Liang Qiaoxing, Bible Paul W, Liu Yu, Zou Bin, Wei Lai
State Key Laboratory of Ophthalmology, Zhongshan Ophthalmic Center, Sun Yat-sen University, Guangzhou 510060, China.
College of Arts and Sciences, Marian University, Indianapolis, IN 46222, USA.
NAR Genom Bioinform. 2020 Feb 19;2(1):lqaa009. doi: 10.1093/nargab/lqaa009. eCollection 2020 Mar.
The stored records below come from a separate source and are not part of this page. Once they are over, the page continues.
//! Artifact staging between steps and jobs.
//!
//! Uploaded files are staged under a per-(run, job, step, artifact)
//! directory with a metadata record beside them; downloads locate an
//! artifact by name and materialize it into the workspace. The
//! uniqueness of the (run, job, step, artifact) tuple is the only
//! invariant guarding against concurrent writers.

pub mod glob;
pub mod meta;
pub mod store;

pub use meta::{ArtifactMetadata, FileEntry};
pub use store::{ArtifactStore, DownloadOutcome, SweepStats, UploadOutcome};
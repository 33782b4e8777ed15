//! Step and job results.

use chrono::{DateTime, Utc};
use serde::{Deserialize, Serialize};
use std::time::Duration;

/// Outcome of one step execution.
///
/// Exit code `0` is success; `-1` marks a failure before the command ever
/// ran (missing input, tool not found, cancellation); anything else is the
/// child's actual exit code.
#[derive(Debug, Clone, Serialize, Deserialize)]
pub struct StepResult {
    pub step_name: String,
    pub success: bool,
    pub exit_code: i32,
    pub stdout: String,
    pub stderr: String,
    pub started_at: DateTime<Utc>,
    pub finished_at: DateTime<Utc>,
    pub duration: Duration,
}

/// Exit code used for failures that happen before execution.
pub const PRE_EXEC_FAILURE: i32 = -1;

impl StepResult {
    /// A successful result with captured output.
    pub fn success(
        step_name: impl Into<String>,
        exit_code: i32,
        stdout: String,
        stderr: String,
        started_at: DateTime<Utc>,
    ) -> Self {
        Self::finished(step_name, true, exit_code, stdout, stderr, started_at)
    }

    /// A failed result carrying the child's exit code and output.
    pub fn failure(
        step_name: impl Into<String>,
        exit_code: i32,
        stdout: String,
        stderr: String,
        started_at: DateTime<Utc>,
    ) -> Self {
        Self::finished(step_name, false, exit_code, stdout, stderr, started_at)
    }

    /// A failure that happened before the command ran. The error text
    /// lands in stderr so it reaches every sink the same way child
    /// output does.
    pub fn pre_exec_failure(step_name: impl Into<String>, error: impl std::fmt::Display) -> Self {
        let now = Utc::now();
        Self {
            step_name: step_name.into(),
            success: false,
            exit_code: PRE_EXEC_FAILURE,
            stdout: String::new(),
            stderr: error.to_string(),
            started_at: now,
            finished_at: now,
            duration: Duration::ZERO,
        }
    }

    /// A synthetic successful result for a filtered-out step.
    pub fn skipped(step_name: impl Into<String>, reason: impl Into<String>) -> Self {
        let now = Utc::now();
        Self {
            step_name: step_name.into(),
            success: true,
            exit_code: 0,
            stdout: format!("skipped: {}", reason.into()),
            stderr: String::new(),
            started_at: now,
            finished_at: now,
            duration: Duration::ZERO,
        }
    }

    fn finished(
        step_name: impl Into<String>,
        success: bool,
        exit_code: i32,
        stdout: String,
        stderr: String,
        started_at: DateTime<Utc>,
    ) -> Self {
        let finished_at = Utc::now();
        let duration = (finished_at - started_at).to_std().unwrap_or(Duration::ZERO);
        Self {
            step_name: step_name.into(),
            success,
            exit_code,
            stdout,
            stderr,
            started_at,
            finished_at,
            duration,
        }
    }
}

/// Outcome of one job.
#[derive(Debug, Clone, Serialize, Deserialize)]
pub struct JobResult {
    pub job_name: String,
    /// True iff every step succeeded or had continue-on-error.
    pub success: bool,
    pub steps: Vec<StepResult>,
    pub started_at: DateTime<Utc>,
    pub finished_at: DateTime<Utc>,
    pub duration: Duration,
    pub error: Option<String>,
}

impl JobResult {
    pub fn new(
        job_name: impl Into<String>,
        success: bool,
        steps: Vec<StepResult>,
        started_at: DateTime<Utc>,
        error: Option<String>,
    ) -> Self {
        let finished_at = Utc::now();
        let duration = (finished_at - started_at).to_std().unwrap_or(Duration::ZERO);
        Self {
            job_name: job_name.into(),
            success,
            steps,
            started_at,
            finished_at,
            duration,
            error,
        }
    }
}

/// Outcome of a whole pipeline run.
#[derive(Debug, Clone, Serialize, Deserialize)]
pub struct PipelineResult {
    pub pipeline_name: String,
    pub success: bool,
    pub jobs: Vec<JobResult>,
    pub started_at: DateTime<Utc>,
    pub finished_at: DateTime<Utc>,
    pub duration: Duration,
}

impl PipelineResult {
    pub fn new(
        pipeline_name: impl Into<String>,
        jobs: Vec<JobResult>,
        started_at: DateTime<Utc>,
    ) -> Self {
        let success = jobs.iter().all(|j| j.success);
        let finished_at = Utc::now();
        let duration = (finished_at - started_at).to_std().unwrap_or(Duration::ZERO);
        Self {
            pipeline_name: pipeline_name.into(),
            success,
            jobs,
            started_at,
            finished_at,
            duration,
        }
    }
}

#[cfg(test)]
mod tests {
    use super::*;

    #[test]
    fn pre_exec_failure_uses_sentinel_exit_code() {
        let result = StepResult::pre_exec_failure("compile", "missing input 'command'");
        assert!(!result.success);
        assert_eq!(result.exit_code, PRE_EXEC_FAILURE);
        assert!(result.stderr.contains("missing input"));
    }

    #[test]
    fn skipped_steps_report_success_with_reason() {
        let result = StepResult::skipped("deploy", "filtered out by --step");
        assert!(result.success);
        assert_eq!(result.exit_code, 0);
        assert!(result.stdout.contains("filtered out"));
    }

    #[test]
    fn duration_matches_timestamps() {
        let started = Utc::now();
        let result = StepResult::success("s", 0, String::new(), String::new(), started);
        let span = (result.finished_at - result.started_at)
            .to_std()
            .unwrap_or(Duration::ZERO);
        let diff = span.abs_diff(result.duration);
        assert!(diff < Duration::from_millis(10));
    }

    #[test]
    fn empty_pipeline_succeeds() {
        let result = PipelineResult::new("empty", vec![], Utc::now());
        assert!(result.success);
        assert!(result.jobs.is_empty());
    }
}
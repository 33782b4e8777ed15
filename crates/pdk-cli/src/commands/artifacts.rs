//! Artifact store inspection and cleanup.

use anyhow::Result;
use std::path::PathBuf;

use pdk_artifacts::ArtifactStore;
use pdk_config::Configuration;

use super::{EXIT_FAILURE, EXIT_OK};

fn open_store() -> ArtifactStore {
    let config = Configuration::default();
    let root: PathBuf = config.artifact_root();
    ArtifactStore::new(
        root,
        config.artifacts.retention_days,
        config.artifacts.min_free_disk_mb,
    )
}

pub fn list() -> Result<i32> {
    let store = open_store();
    let artifacts = match store.list(None) {
        Ok(artifacts) => artifacts,
        Err(e) => {
            eprintln!("listing artifacts failed: {e}");
            return Ok(EXIT_FAILURE);
        }
    };
    if artifacts.is_empty() {
        println!("no artifacts under {}", store.root().display());
        return Ok(EXIT_OK);
    }
    for artifact in artifacts {
        println!(
            "{}  {}  job={} step={} files={} bytes={}",
            artifact.uploaded_at.format("%Y-%m-%d %H:%M:%S"),
            artifact.name,
            artifact.job,
            artifact.step,
            artifact.file_count,
            artifact.total_bytes,
        );
    }
    Ok(EXIT_OK)
}

pub fn sweep() -> Result<i32> {
    let store = open_store();
    match store.sweep() {
        Ok(stats) => {
            println!(
                "removed {} run(s), freed {} bytes",
                stats.runs_removed, stats.bytes_freed
            );
            Ok(EXIT_OK)
        }
        Err(e) => {
            eprintln!("sweep failed: {e}");
            Ok(EXIT_FAILURE)
        }
    }
}
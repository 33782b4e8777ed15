//! Encrypted on-disk secret store.
//!
//! Secrets live in `~/.pdk/secrets.json`, encrypted with AES-256-GCM. The
//! key is derived with PBKDF2-SHA256 from a machine-local passphrase
//! (user name + home directory), so the file is useless when copied to
//! another account or machine. File format:
//! `base64(salt || nonce || ciphertext)`.

use aes_gcm::aead::{Aead, KeyInit, OsRng, rand_core::RngCore};
use aes_gcm::{Aes256Gcm, Nonce};
use pbkdf2::pbkdf2_hmac_array;
use sha2::Sha256;
use std::collections::BTreeMap;
use std::path::PathBuf;

use pdk_core::error::{Error, Result};

const SALT_SIZE: usize = 16;
const NONCE_SIZE: usize = 12;
const PBKDF2_ITERATIONS: u32 = 100_000;
const KEY_SIZE: usize = 32;

/// Default store location under the user's home directory.
pub fn default_store_path() -> PathBuf {
    dirs::home_dir()
        .unwrap_or_else(|| PathBuf::from("."))
        .join(".pdk")
        .join("secrets.json")
}

/// Passphrase material tied to this account. Not a defense against a
/// local attacker with the same uid; it keeps the file opaque at rest and
/// non-portable.
fn machine_passphrase() -> String {
    let user = std::env::var("USER")
        .or_else(|_| std::env::var("USERNAME"))
        .unwrap_or_else(|_| "pdk".to_string());
    let home = dirs::home_dir()
        .map(|p| p.display().to_string())
        .unwrap_or_default();
    format!("pdk:{user}:{home}")
}

#[derive(Debug, Default)]
pub struct SecretStore {
    entries: BTreeMap<String, String>,
    path: PathBuf,
}

impl SecretStore {
    /// Open the store at `path`, decrypting if the file exists. A missing
    /// file yields an empty store.
    pub fn open(path: impl Into<PathBuf>) -> Result<Self> {
        let path = path.into();
        let entries = match std::fs::read_to_string(&path) {
            Ok(content) => {
                let plaintext = decrypt(content.trim(), &machine_passphrase()).map_err(|_| {
                    Error::ConfigurationInvalid(format!(
                        "secret store at {} could not be decrypted; it may be corrupt or \
                         created under a different account",
                        path.display()
                    ))
                })?;
                serde_json::from_slice(&plaintext)
                    .map_err(|e| Error::ConfigInvalidJson {
                        path: path.clone(),
                        detail: e.to_string(),
                    })?
            }
            Err(e) if e.kind() == std::io::ErrorKind::NotFound => BTreeMap::new(),
            Err(e) => return Err(Error::Io(e)),
        };
        Ok(Self { entries, path })
    }

    pub fn open_default() -> Result<Self> {
        Self::open(default_store_path())
    }

    pub fn get(&self, name: &str) -> Option<&str> {
        self.entries.get(name).map(String::as_str)
    }

    pub fn set(&mut self, name: impl Into<String>, value: impl Into<String>) {
        self.entries.insert(name.into(), value.into());
    }

    pub fn remove(&mut self, name: &str) -> bool {
        self.entries.remove(name).is_some()
    }

    pub fn names(&self) -> impl Iterator<Item = &str> {
        self.entries.keys().map(String::as_str)
    }

    pub fn values(&self) -> impl Iterator<Item = &str> {
        self.entries.values().map(String::as_str)
    }

    /// Encrypt and persist. Writes to a temp file and renames so a crash
    /// never leaves a half-written store.
    pub fn save(&self) -> Result<()> {
        if let Some(parent) = self.path.parent() {
            std::fs::create_dir_all(parent)?;
        }
        let plaintext = serde_json::to_vec(&self.entries)
            .map_err(|e| Error::Internal(format!("secret serialization failed: {e}")))?;
        let encrypted = encrypt(&plaintext, &machine_passphrase())?;
        let tmp = self.path.with_extension("json.tmp");
        std::fs::write(&tmp, &encrypted)?;
        std::fs::rename(&tmp, &self.path)?;
        Ok(())
    }
}

/// Encrypt `data`; returns `base64(salt || nonce || ciphertext)`.
pub fn encrypt(data: &[u8], passphrase: &str) -> Result<String> {
    use base64::Engine;

    let mut salt = [0u8; SALT_SIZE];
    let mut nonce_bytes = [0u8; NONCE_SIZE];
    OsRng.fill_bytes(&mut salt);
    OsRng.fill_bytes(&mut nonce_bytes);

    let key = derive_key(passphrase, &salt);
    let cipher = Aes256Gcm::new_from_slice(&key)
        .map_err(|e| Error::Internal(format!("cipher init failed: {e}")))?;
    let nonce = Nonce::from_slice(&nonce_bytes);
    let ciphertext = cipher
        .encrypt(nonce, data)
        .map_err(|e| Error::Internal(format!("encryption failed: {e:?}")))?;

    let mut packed = Vec::with_capacity(SALT_SIZE + NONCE_SIZE + ciphertext.len());
    packed.extend_from_slice(&salt);
    packed.extend_from_slice(&nonce_bytes);
    packed.extend_from_slice(&ciphertext);
    Ok(base64::engine::general_purpose::STANDARD.encode(packed))
}

/// Decrypt `base64(salt || nonce || ciphertext)`.
pub fn decrypt(encrypted: &str, passphrase: &str) -> Result<Vec<u8>> {
    use base64::Engine;

    let data = base64::engine::general_purpose::STANDARD
        .decode(encrypted)
        .map_err(|e| Error::InvalidInput(format!("invalid base64: {e}")))?;
    if data.len() < SALT_SIZE + NONCE_SIZE + 16 {
        return Err(Error::InvalidInput("encrypted data too short".into()));
    }

    let salt = &data[..SALT_SIZE];
    let nonce_bytes = &data[SALT_SIZE..SALT_SIZE + NONCE_SIZE];
    let ciphertext = &data[SALT_SIZE + NONCE_SIZE..];

    let key = derive_key(passphrase, salt);
    let cipher = Aes256Gcm::new_from_slice(&key)
        .map_err(|e| Error::Internal(format!("cipher init failed: {e}")))?;
    let nonce = Nonce::from_slice(nonce_bytes);
    cipher
        .decrypt(nonce, ciphertext)
        .map_err(|_| Error::InvalidInput("decryption failed: wrong key or corrupted data".into()))
}

fn derive_key(passphrase: &str, salt: &[u8]) -> [u8; KEY_SIZE] {
    pbkdf2_hmac_array::<Sha256, KEY_SIZE>(passphrase.as_bytes(), salt, PBKDF2_ITERATIONS)
}

#[cfg(test)]
mod tests {
    use super::*;

    #[test]
    fn encrypt_decrypt_round_trip() {
        let data = b"token=hunter2-xyz";
        let encrypted = encrypt(data, "phrase").unwrap();
        let decrypted = decrypt(&encrypted, "phrase").unwrap();
        assert_eq!(decrypted, data);
    }

    #[test]
    fn wrong_passphrase_fails() {
        let encrypted = encrypt(b"data", "right").unwrap();
        assert!(decrypt(&encrypted, "wrong").is_err());
    }

    #[test]
    fn ciphertext_differs_per_encryption() {
        let a = encrypt(b"same", "p").unwrap();
        let b = encrypt(b"same", "p").unwrap();
        assert_ne!(a, b, "salt and nonce must be random per call");
    }

    #[test]
    fn store_round_trips_through_disk() {
        let dir = tempfile::tempdir().unwrap();
        let path = dir.path().join("secrets.json");

        let mut store = SecretStore::open(&path).unwrap();
        store.set("API_KEY", "hunter2-xyz");
        store.set("DB_PASSWORD", "swordfish9");
        store.save().unwrap();

        // file content must be opaque
        let raw = std::fs::read_to_string(&path).unwrap();
        assert!(!raw.contains("hunter2-xyz"));

        let reopened = SecretStore::open(&path).unwrap();
        assert_eq!(reopened.get("API_KEY"), Some("hunter2-xyz"));
        assert_eq!(reopened.get("DB_PASSWORD"), Some("swordfish9"));
    }

    #[test]
    fn missing_store_is_empty() {
        let dir = tempfile::tempdir().unwrap();
        let store = SecretStore::open(dir.path().join("none.json")).unwrap();
        assert_eq!(store.names().count(), 0);
    }

    #[test]
    fn tampered_store_is_rejected() {
        let dir = tempfile::tempdir().unwrap();
        let path = dir.path().join("secrets.json");
        let mut store = SecretStore::open(&path).unwrap();
        store.set("A", "value-123");
        store.save().unwrap();

        std::fs::write(&path, "not-a-valid-store").unwrap();
        assert!(SecretStore::open(&path).is_err());
    }
}
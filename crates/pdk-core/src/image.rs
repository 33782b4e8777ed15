//! Symbolic runner name to image reference mapping.

use std::sync::LazyLock;

use crate::error::{Error, Result};

/// Fixed translation table for the symbolic runner names upstream
/// providers use.
const RUNNER_IMAGES: &[(&str, &str)] = &[
    ("ubuntu-latest", "ubuntu:22.04"),
    ("ubuntu-22.04", "ubuntu:22.04"),
    ("ubuntu-20.04", "ubuntu:20.04"),
    ("debian-latest", "debian:bookworm"),
    ("windows-latest", "mcr.microsoft.com/windows/servercore:ltsc2022"),
    ("windows-2022", "mcr.microsoft.com/windows/servercore:ltsc2022"),
];

// Loose image-reference shape: [registry/]repo[:tag][@digest]. Enough to
// reject obvious garbage at dispatch time; the engine gives the final word.
static IMAGE_REF_RE: LazyLock<regex::Regex> = LazyLock::new(|| {
    regex::Regex::new(r"^[a-z0-9]+((\.|_{1,2}|-+|/)[a-z0-9]+)*(:[A-Za-z0-9_][A-Za-z0-9_.-]{0,127})?(@sha256:[a-f0-9]{64})?$").unwrap()
});

/// Translate a runner designation to a concrete image reference.
///
/// Anything containing `:` or `/` is treated as a literal image reference
/// and only syntax-checked; symbolic names go through the fixed table.
pub fn resolve_image(runner: &str) -> Result<String> {
    let runner = runner.trim();
    if runner.is_empty() {
        return Err(Error::InvalidInput("runner designation is empty".into()));
    }

    if runner.contains(':') || runner.contains('/') {
        if !IMAGE_REF_RE.is_match(runner) {
            return Err(Error::InvalidInput(format!(
                "'{runner}' is not a valid image reference"
            )));
        }
        return Ok(runner.to_string());
    }

    let lowered = runner.to_lowercase();
    if let Some((_, image)) = RUNNER_IMAGES.iter().find(|(name, _)| *name == lowered) {
        return Ok((*image).to_string());
    }

    Err(Error::InvalidInput(format!(
        "unknown runner '{runner}'; use a known symbolic name or a concrete image reference"
    )))
}
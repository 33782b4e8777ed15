//! Error types for the PDK engine.

use std::path::PathBuf;
use std::time::Duration;
use thiserror::Error;

#[derive(Debug, Error)]
pub enum Error {
    #[error("configuration invalid: {0}")]
    ConfigurationInvalid(String),

    #[error("config file not found: {}", path.display())]
    ConfigFileNotFound { path: PathBuf },

    #[error("config file is not valid JSON: {}: {detail}", path.display())]
    ConfigInvalidJson { path: PathBuf, detail: String },

    #[error("missing required variable '{name}': {message}")]
    MissingRequiredVariable { name: String, message: String },

    #[error("circular variable reference involving '{0}'")]
    CircularVariableReference(String),

    #[error("container engine unavailable: {0}")]
    EngineUnavailable(String),

    #[error("failed to pull image '{image}': {detail}")]
    ImagePullFailed { image: String, detail: String },

    #[error("failed to create container from '{image}': {detail}")]
    ContainerCreateFailed { image: String, detail: String },

    #[error("exec failed: {0}")]
    ExecFailed(String),

    #[error("required tool '{tool}' not found in {location}")]
    ToolNotFound {
        tool: String,
        location: String,
        suggestion: Option<String>,
    },

    #[error("shell '{0}' is not supported by this executor")]
    UnsupportedShell(String),

    #[error("command '{command}' is not supported for {kind} steps")]
    UnsupportedCommand { kind: String, command: String },

    #[error("artifact '{0}' already exists for this step")]
    ArtifactExists(String),

    #[error("artifact '{0}' not found")]
    ArtifactNotFound(String),

    #[error("artifact metadata corrupt: {}", .0.display())]
    ArtifactCorrupt(PathBuf),

    #[error("free disk space below floor: {available} bytes available, {floor} bytes required")]
    DiskSpaceLow { available: u64, floor: u64 },

    #[error("no files matched: {0}")]
    GlobNoMatch(String),

    #[error("cancelled")]
    Cancelled,

    #[error("timed out after {0:?}")]
    Timeout(Duration),

    #[error("invalid input: {0}")]
    InvalidInput(String),

    #[error("i/o error: {0}")]
    Io(#[from] std::io::Error),

    #[error("internal error: {0}")]
    Internal(String),
}

impl Error {
    /// Stable machine-readable name of the error kind.
    pub fn kind(&self) -> &'static str {
        match self {
            Error::ConfigurationInvalid(_) => "ConfigurationInvalid",
            Error::ConfigFileNotFound { .. } => "ConfigFileNotFound",
            Error::ConfigInvalidJson { .. } => "ConfigInvalidJson",
            Error::MissingRequiredVariable { .. } => "MissingRequiredVariable",
            Error::CircularVariableReference(_) => "CircularVariableReference",
            Error::EngineUnavailable(_) => "EngineUnavailable",
            Error::ImagePullFailed { .. } => "ImagePullFailed",
            Error::ContainerCreateFailed { .. } => "ContainerCreateFailed",
            Error::ExecFailed(_) => "ExecFailed",
            Error::ToolNotFound { .. } => "ToolNotFound",
            Error::UnsupportedShell(_) => "UnsupportedShell",
            Error::UnsupportedCommand { .. } => "UnsupportedCommand",
            Error::ArtifactExists(_) => "ArtifactExists",
            Error::ArtifactNotFound(_) => "ArtifactNotFound",
            Error::ArtifactCorrupt(_) => "ArtifactCorrupt",
            Error::DiskSpaceLow { .. } => "DiskSpaceLow",
            Error::GlobNoMatch(_) => "GlobNoMatch",
            Error::Cancelled => "Cancelled",
            Error::Timeout(_) => "Timeout",
            Error::InvalidInput(_) => "InvalidInput",
            Error::Io(_) => "Io",
            Error::Internal(_) => "Internal",
        }
    }

    /// Actionable next steps for the user, when we have any.
    pub fn remediation(&self) -> Option<String> {
        match self {
            Error::EngineUnavailable(_) => Some(
                "check that Docker is running (`docker info`), or rerun with --host to \
                 execute directly on this machine"
                    .to_string(),
            ),
            Error::ImagePullFailed { image, .. } => Some(format!(
                "verify the image name '{image}' and your network connection, \
                 or pre-pull it with `docker pull {image}`"
            )),
            Error::ToolNotFound {
                tool, suggestion, ..
            } => Some(match suggestion {
                Some(s) => format!("install '{tool}', or use a runner image that ships it: {s}"),
                None => format!("install '{tool}' and make sure it is on PATH"),
            }),
            Error::MissingRequiredVariable { name, .. } => Some(format!(
                "set it with --var {name}=VALUE, the PDK_VAR_{name} environment variable, \
                 or a 'variables' entry in the config file"
            )),
            Error::DiskSpaceLow { .. } => Some(
                "free disk space, point 'artifacts.root' at a larger volume, or lower \
                 'artifacts.minFreeDiskMb' in the config file"
                    .to_string(),
            ),
            Error::ConfigFileNotFound { path } => Some(format!(
                "create {} or pass --config with the correct path",
                path.display()
            )),
            Error::CircularVariableReference(_) => {
                Some("break the cycle by removing one of the mutually-referencing definitions".to_string())
            }
            _ => None,
        }
    }
}

pub type Result<T> = std::result::Result<T, Error>;

/// An error annotated with where in the pipeline it happened.
///
/// Every user-visible error surface carries what happened (the error
/// itself), where (these fields), and suggested next steps
/// ([`Error::remediation`]).
#[derive(Debug)]
pub struct Diagnostic {
    pub error: Error,
    pub pipeline_file: Option<PathBuf>,
    pub job: Option<String>,
    pub step: Option<String>,
}

impl Diagnostic {
    pub fn new(error: Error) -> Self {
        Self {
            error,
            pipeline_file: None,
            job: None,
            step: None,
        }
    }

    pub fn in_job(mut self, job: impl Into<String>) -> Self {
        self.job = Some(job.into());
        self
    }

    pub fn in_step(mut self, step: impl Into<String>) -> Self {
        self.step = Some(step.into());
        self
    }

    pub fn in_file(mut self, path: impl Into<PathBuf>) -> Self {
        self.pipeline_file = Some(path.into());
        self
    }

    /// Render the three-part surface: summary, location, hints.
    pub fn render(&self) -> String {
        let mut out = self.error.to_string();
        let mut loc = Vec::new();
        if let Some(f) = &self.pipeline_file {
            loc.push(format!("file {}", f.display()));
        }
        if let Some(j) = &self.job {
            loc.push(format!("job '{j}'"));
        }
        if let Some(s) = &self.step {
            loc.push(format!("step '{s}'"));
        }
        if !loc.is_empty() {
            out.push_str(&format!("\n  at: {}", loc.join(", ")));
        }
        if let Some(hint) = self.error.remediation() {
            out.push_str(&format!("\n  hint: {hint}"));
        }
        out
    }
}

impl std::fmt::Display for Diagnostic {
    fn fmt(&self, f: &mut std::fmt::Formatter<'_>) -> std::fmt::Result {
        write!(f, "{}", self.render())
    }
}

#[cfg(test)]
mod tests {
    use super::*;

    #[test]
    fn kind_names_are_stable() {
        assert_eq!(Error::Cancelled.kind(), "Cancelled");
        assert_eq!(
            Error::EngineUnavailable("gone".into()).kind(),
            "EngineUnavailable"
        );
        assert_eq!(
            Error::MissingRequiredVariable {
                name: "X".into(),
                message: "required".into()
            }
            .kind(),
            "MissingRequiredVariable"
        );
    }

    #[test]
    fn engine_unavailable_has_host_hint() {
        let hint = Error::EngineUnavailable("no socket".into())
            .remediation()
            .unwrap();
        assert!(hint.contains("--host"));
    }

    #[test]
    fn diagnostic_renders_location_and_hint() {
        let d = Diagnostic::new(Error::EngineUnavailable("no socket".into()))
            .in_job("build")
            .in_step("compile");
        let rendered = d.render();
        assert!(rendered.contains("job 'build'"));
        assert!(rendered.contains("step 'compile'"));
        assert!(rendered.contains("hint:"));
    }

    #[test]
    fn tool_not_found_carries_suggestion() {
        let err = Error::ToolNotFound {
            tool: "dotnet".into(),
            location: "ubuntu:22.04".into(),
            suggestion: Some("mcr.microsoft.com/dotnet/sdk:8.0".into()),
        };
        assert!(err.remediation().unwrap().contains("dotnet/sdk"));
    }
}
Large-scale metagenomic assemblies have uncovered thousands of new species greatly expanding the known diversity of microbiomes in specific habitats. To investigate the roles of these uncultured species in human health or the environment, researchers need to incorporate their genome assemblies into a reference database for taxonomic classification. However, this procedure is hindered by the lack of a well-curated taxonomic tree for newly discovered species, which is required by current metagenomics tools. Here we report DeepMicrobes, a deep learning-based computational framework for taxonomic classification that allows researchers to bypass this limitation. We show the advantage of DeepMicrobes over state-of-the-art tools in species and genus identification and comparable accuracy in abundance estimation. We trained DeepMicrobes on genomes reconstructed from gut microbiomes and discovered potential novel signatures in inflammatory bowel diseases. DeepMicrobes facilitates effective investigations into the uncharacterized roles of metagenomic species.
大规模宏基因组组装已经发现了数千个新物种,极大地扩展了特定栖息地中已知的微生物群落多样性。为了研究这些未培养物种在人类健康或环境中的作用,研究人员需要将它们的基因组组装纳入参考数据库进行分类。然而,这一过程受到新发现物种缺乏精心整理的分类树的阻碍,而这是当前宏基因组学工具所必需的。在此,我们报告了DeepMicrobes,这是一个基于深度学习的分类计算框架,它使研究人员能够绕过这一限制。我们展示了DeepMicrobes在物种和属识别方面相对于现有工具的优势,以及在丰度估计方面相当的准确性。我们使用从肠道微生物群重建的基因组对DeepMicrobes进行了训练,并在炎症性肠病中发现了潜在的新特征。DeepMicrobes有助于对宏基因组物种未明确的作用进行有效研究。